→ ABOUT THIS TASK:
Go through the data below and return each line containing the word "whether".

___

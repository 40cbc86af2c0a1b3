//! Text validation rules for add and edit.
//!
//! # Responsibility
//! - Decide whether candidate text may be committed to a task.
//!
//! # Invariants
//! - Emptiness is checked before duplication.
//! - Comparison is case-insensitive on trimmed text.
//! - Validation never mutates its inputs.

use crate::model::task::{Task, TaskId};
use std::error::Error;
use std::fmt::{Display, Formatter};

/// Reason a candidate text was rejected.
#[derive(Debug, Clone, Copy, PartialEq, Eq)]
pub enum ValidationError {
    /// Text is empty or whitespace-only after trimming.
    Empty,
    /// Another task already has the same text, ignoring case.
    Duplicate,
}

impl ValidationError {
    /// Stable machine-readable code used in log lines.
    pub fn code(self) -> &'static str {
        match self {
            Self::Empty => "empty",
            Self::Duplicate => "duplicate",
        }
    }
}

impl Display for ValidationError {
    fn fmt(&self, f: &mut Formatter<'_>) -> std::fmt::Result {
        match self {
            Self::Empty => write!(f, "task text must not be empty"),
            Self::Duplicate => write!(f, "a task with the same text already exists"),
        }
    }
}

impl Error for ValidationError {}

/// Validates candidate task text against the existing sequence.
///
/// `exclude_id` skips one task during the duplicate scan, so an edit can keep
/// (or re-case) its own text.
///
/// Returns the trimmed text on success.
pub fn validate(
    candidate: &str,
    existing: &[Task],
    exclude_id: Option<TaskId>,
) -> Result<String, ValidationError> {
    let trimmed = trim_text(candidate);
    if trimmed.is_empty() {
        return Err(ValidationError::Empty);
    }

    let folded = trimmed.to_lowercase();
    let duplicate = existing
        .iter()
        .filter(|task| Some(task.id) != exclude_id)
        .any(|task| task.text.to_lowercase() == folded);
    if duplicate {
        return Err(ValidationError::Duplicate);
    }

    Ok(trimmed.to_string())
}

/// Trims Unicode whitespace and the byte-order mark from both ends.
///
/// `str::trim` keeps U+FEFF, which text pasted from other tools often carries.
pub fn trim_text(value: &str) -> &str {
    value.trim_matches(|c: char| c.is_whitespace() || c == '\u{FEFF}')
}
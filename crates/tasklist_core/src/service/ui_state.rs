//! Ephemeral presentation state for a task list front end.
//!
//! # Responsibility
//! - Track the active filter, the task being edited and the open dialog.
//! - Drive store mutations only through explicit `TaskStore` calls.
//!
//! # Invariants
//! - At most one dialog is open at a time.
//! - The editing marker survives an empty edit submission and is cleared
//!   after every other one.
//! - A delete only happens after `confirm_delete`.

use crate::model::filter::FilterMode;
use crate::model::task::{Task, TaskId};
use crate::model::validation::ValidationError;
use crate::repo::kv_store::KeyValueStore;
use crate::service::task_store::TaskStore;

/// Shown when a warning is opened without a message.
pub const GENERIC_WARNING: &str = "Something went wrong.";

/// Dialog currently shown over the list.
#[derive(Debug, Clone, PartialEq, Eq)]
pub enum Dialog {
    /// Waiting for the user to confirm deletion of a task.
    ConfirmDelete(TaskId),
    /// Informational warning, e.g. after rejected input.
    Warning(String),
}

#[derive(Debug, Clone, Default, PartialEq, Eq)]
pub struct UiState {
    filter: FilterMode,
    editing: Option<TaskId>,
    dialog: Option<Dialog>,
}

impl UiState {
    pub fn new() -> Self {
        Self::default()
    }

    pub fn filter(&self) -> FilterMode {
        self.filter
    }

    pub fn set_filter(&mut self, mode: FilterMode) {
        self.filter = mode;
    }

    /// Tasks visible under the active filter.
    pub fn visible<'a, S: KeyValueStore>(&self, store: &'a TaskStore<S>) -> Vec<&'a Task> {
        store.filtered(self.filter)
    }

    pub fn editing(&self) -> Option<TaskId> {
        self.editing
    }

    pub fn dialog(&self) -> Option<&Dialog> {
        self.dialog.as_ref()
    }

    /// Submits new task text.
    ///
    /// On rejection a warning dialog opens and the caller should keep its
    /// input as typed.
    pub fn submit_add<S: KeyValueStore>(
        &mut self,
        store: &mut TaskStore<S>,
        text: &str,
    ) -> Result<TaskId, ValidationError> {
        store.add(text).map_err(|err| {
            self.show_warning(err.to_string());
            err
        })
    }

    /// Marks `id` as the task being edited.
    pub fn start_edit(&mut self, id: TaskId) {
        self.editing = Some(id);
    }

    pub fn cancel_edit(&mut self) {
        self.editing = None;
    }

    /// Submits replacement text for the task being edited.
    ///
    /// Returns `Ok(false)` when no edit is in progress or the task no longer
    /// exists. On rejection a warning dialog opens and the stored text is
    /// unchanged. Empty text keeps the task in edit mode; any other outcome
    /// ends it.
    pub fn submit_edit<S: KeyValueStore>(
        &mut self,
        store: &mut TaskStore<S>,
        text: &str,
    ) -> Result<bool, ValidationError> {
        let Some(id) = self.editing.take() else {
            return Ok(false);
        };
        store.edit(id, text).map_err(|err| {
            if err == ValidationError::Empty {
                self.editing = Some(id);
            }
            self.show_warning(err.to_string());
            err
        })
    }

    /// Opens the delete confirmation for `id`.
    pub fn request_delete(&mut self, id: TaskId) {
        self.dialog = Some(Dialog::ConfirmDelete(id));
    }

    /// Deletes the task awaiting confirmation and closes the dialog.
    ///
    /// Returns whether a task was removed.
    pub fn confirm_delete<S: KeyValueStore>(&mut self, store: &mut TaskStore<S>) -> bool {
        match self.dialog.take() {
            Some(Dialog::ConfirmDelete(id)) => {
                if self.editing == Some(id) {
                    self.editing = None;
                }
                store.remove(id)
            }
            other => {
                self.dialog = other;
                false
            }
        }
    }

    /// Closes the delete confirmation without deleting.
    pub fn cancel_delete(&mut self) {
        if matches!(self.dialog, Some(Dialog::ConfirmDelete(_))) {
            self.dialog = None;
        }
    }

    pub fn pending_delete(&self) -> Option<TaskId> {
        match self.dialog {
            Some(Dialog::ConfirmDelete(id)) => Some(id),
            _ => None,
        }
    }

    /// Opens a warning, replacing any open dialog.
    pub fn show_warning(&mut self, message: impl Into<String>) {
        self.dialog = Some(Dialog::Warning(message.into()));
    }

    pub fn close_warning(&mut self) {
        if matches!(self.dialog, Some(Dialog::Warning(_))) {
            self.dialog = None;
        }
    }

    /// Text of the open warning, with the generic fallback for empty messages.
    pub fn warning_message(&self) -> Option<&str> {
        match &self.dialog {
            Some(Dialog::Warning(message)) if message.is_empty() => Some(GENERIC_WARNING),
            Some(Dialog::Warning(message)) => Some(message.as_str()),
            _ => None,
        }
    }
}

___

→ ANSWER TO THE EXERCISE:
//! - Decide whether candidate text may be committed to a task.
    /// Returns whether a task was removed.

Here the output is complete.